Six Phases of Toxicity

Each of the 6 phases below represents a deeper level of toxin retention and thus requires more intensive and lengthy cleansing for reversal of symptoms.

1.The Excretion Phase

  • superficial signs of toxicity may include skin rashes or blemishes, runny nose, sneezing, coughing, fever, perspiration, pus formation, increased urination, diarrhea and vomiting.
  • the body is using a route to the outside to effectively discharge toxins.
  • we excrete toxins through our stools, urine, skin, exhalation, hair, sweat and through phlegm and mucus.
  • women excrete toxins through their menstrual flow, which may be a mechanism that reduces the toxic burden passed on to the fetus
  • after childbirth, women release a hefty amount of fat-soluble toxins into breastmilk, and next to saunas, breastfeeding may be one of the most efficient means to rid ourselves of chemical pollutants stored in our fat, which unfortunately increases the toxic load in our children.
  • if we do not have 3 bowel movements daily; if we do not drink at least 2 liters of water daily so that we can excrete through our kidneys; if we suppress a fever; if we do not practice deep breathing; if we do not exercise and sweat daily; if we suppress menstruation and if we never have a cold to eliminate respiratory toxins, we will store toxins. This begins a journey to ill health.

2. The Reaction Phase

  • when attempts at excretion are suppressed (as in lowering a fever and halting perspiration) or are incomplete, the body may create a local inflammation in an effort to remove residual toxins.
  • symptoms of this inflammatory response may include eczema, shingles, abscesses, ear infection, arthritis, colitis, irritable bowel syndrome, appendicitis, pelvic inflammatory disease or cystitis.

3. The Deposition Phase

  • if toxins continue to increase, they will be deposited in specific locations of the body, usually in the spaces around cells known as the interstitial fluid or mesenchyme.
  • the deposition phase may include the formation of warts, polyps, neuromas, gallstones and kidney stones, cellulite, varicose veins, swollen glands, uterine fibroids, ovarian cysts, breast cysts, edema, atherosclerosis and weight gain.
  • all of these are efforts by the body to isolate and contain toxins so they do not penetrate to the inside of the cell. High cholesterol and hypertension may result. Constipation, overeating, lack of exercise, inefficient perspiration, poor lymphatic circulation and insufficient water will allow toxins to be deposited in the mesenchyme.

4. The Impregnation Phase

  • if efforts are not made to remove toxins from the mesenchyme, the toxins penetrate to the inside of cells, causing free radical damage, the blocking of enzymes and a change in the function of the cell, which may progress to chronic disease.
  • illnesses which occur when toxins have entered the impregnation phase and are affecting cellular regulation include diabetes, asthma, hepatitis, angina, thyroid dysregulation, hormonal imbalances, cervical dysplasia, and other precancerous conditions.

5. The Degeneration Phase

  • in the degeneration stage the cells are increasingly and sometimes irreversibly damaged, with changes in cell structure and enzymes.
  • conditions representative of this phase include liver cirrhosis, osteoporosis, Alzheimer’s disease, Parkinson’s disease, lupus, multiple sclerosis, tuberculosis, hyperthyroidism, scleroderma, heart attack, arthritis, nephritis of the kidney, infertility and dementia.

6. The Cancer Phase

  • in this final phase the toxins have affected the DNA causing genetic damage and the formation of malignant cells. All cancers fall under this phase.

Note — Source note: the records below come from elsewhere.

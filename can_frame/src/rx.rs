//! Receive path: received messages and the interrupt-to-task hand-off.
//!
//! The bus controller driver lives outside this crate. It implements
//! [`FrameSource`], and its interrupt handler calls [`ReceiveFlag::notify`]
//! on a flag it shares with the task that calls [`poll`].
//!
//! ```rust
//! use can_frame::{CanMessage, FrameSource, Payload, ReceiveFlag, poll};
//!
//! static CAN1_RX: ReceiveFlag = ReceiveFlag::new();
//!
//! struct OneShot(Option<CanMessage>);
//!
//! impl FrameSource for OneShot {
//!     fn receive(&mut self) -> Option<CanMessage> {
//!         self.0.take()
//!     }
//! }
//!
//! let mut bus = OneShot(Some(CanMessage::new(0x101, Payload::from_word(7))));
//! assert!(poll(&mut bus, &CAN1_RX).is_none());
//!
//! CAN1_RX.notify(); // from the interrupt handler
//! assert_eq!(poll(&mut bus, &CAN1_RX).map(|m| m.id), Some(0x101));
//! ```

use core::sync::atomic::{AtomicBool, Ordering};

use crate::{FrameError, Payload, SignalSpec};

#[derive(Copy, Clone, Debug, PartialEq, Eq, Hash, Default)]
pub struct CanMessage {
    /// Standard (11-bit) or extended (29-bit) identifier.
    pub id: u32,
    pub payload: Payload,
}

impl CanMessage {
    pub const fn new(id: u32, payload: Payload) -> Self {
        Self { id, payload }
    }

    /// Builds a message from the id and data bytes a controller reports.
    pub fn from_parts(id: u32, data: &[u8]) -> Result<Self, FrameError> {
        Ok(Self {
            id,
            payload: Payload::from_slice(data)?,
        })
    }

    #[inline]
    pub fn signal(&self, spec: &SignalSpec) -> u64 {
        spec.decode(&self.payload)
    }

    /// Decodes every signal of `table`, in table order.
    pub fn decode_all<'a>(
        &'a self,
        table: &'a [SignalSpec],
    ) -> impl Iterator<Item = (&'static str, u64)> + 'a {
        table.iter().map(move |s| (s.name(), s.decode(&self.payload)))
    }
}

/// "Message received" flag set from interrupt context and consumed by the
/// driver task.
///
/// One flag per bus. `notify` may race with `take`; a notification that
/// lands after `take` stays pending for the next poll.
#[derive(Debug, Default)]
pub struct ReceiveFlag {
    pending: AtomicBool,
}

impl ReceiveFlag {
    pub const fn new() -> Self {
        Self {
            pending: AtomicBool::new(false),
        }
    }

    /// Marks a message as waiting. Safe to call from an interrupt handler.
    #[inline]
    pub fn notify(&self) {
        self.pending.store(true, Ordering::Release);
    }

    /// Clears the flag, returning whether it was set.
    #[inline]
    pub fn take(&self) -> bool {
        self.pending.swap(false, Ordering::AcqRel)
    }

    #[inline]
    pub fn is_pending(&self) -> bool {
        self.pending.load(Ordering::Acquire)
    }
}

/// Hardware side of the receive path.
pub trait FrameSource {
    /// Pops the next received message, if the controller holds one.
    fn receive(&mut self) -> Option<CanMessage>;
}

/// Reads one message from `source` if `flag` reports one is waiting.
///
/// The flag is cleared before the controller is read, so a message arriving
/// during the read re-arms it.
pub fn poll<S: FrameSource + ?Sized>(source: &mut S, flag: &ReceiveFlag) -> Option<CanMessage> {
    if !flag.take() {
        return None;
    }
    let message = source.receive();
    match &message {
        Some(m) => log::debug!("received frame {:#x}: {:02x?}", m.id, m.payload.as_bytes()),
        None => log::debug!("receive flag was set but the controller had no frame"),
    }
    message
}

The degeneration and neoplasm phases can sometimes be reversed by using catalysts, trace minerals, vitamins, herbs, vibrational healing, chelation therapy, homeopathic drainage and detoxification therapies to facilitate the removal of toxins from within the cell and from the extracellular fluid. When we practice daily deep breathing, improve lymphatic circulation with exercise, sweat daily, support the liver, have three bowel movements each day and regularly drink two to three liters of water to increase urination, we maximize our capacity to eliminate toxins.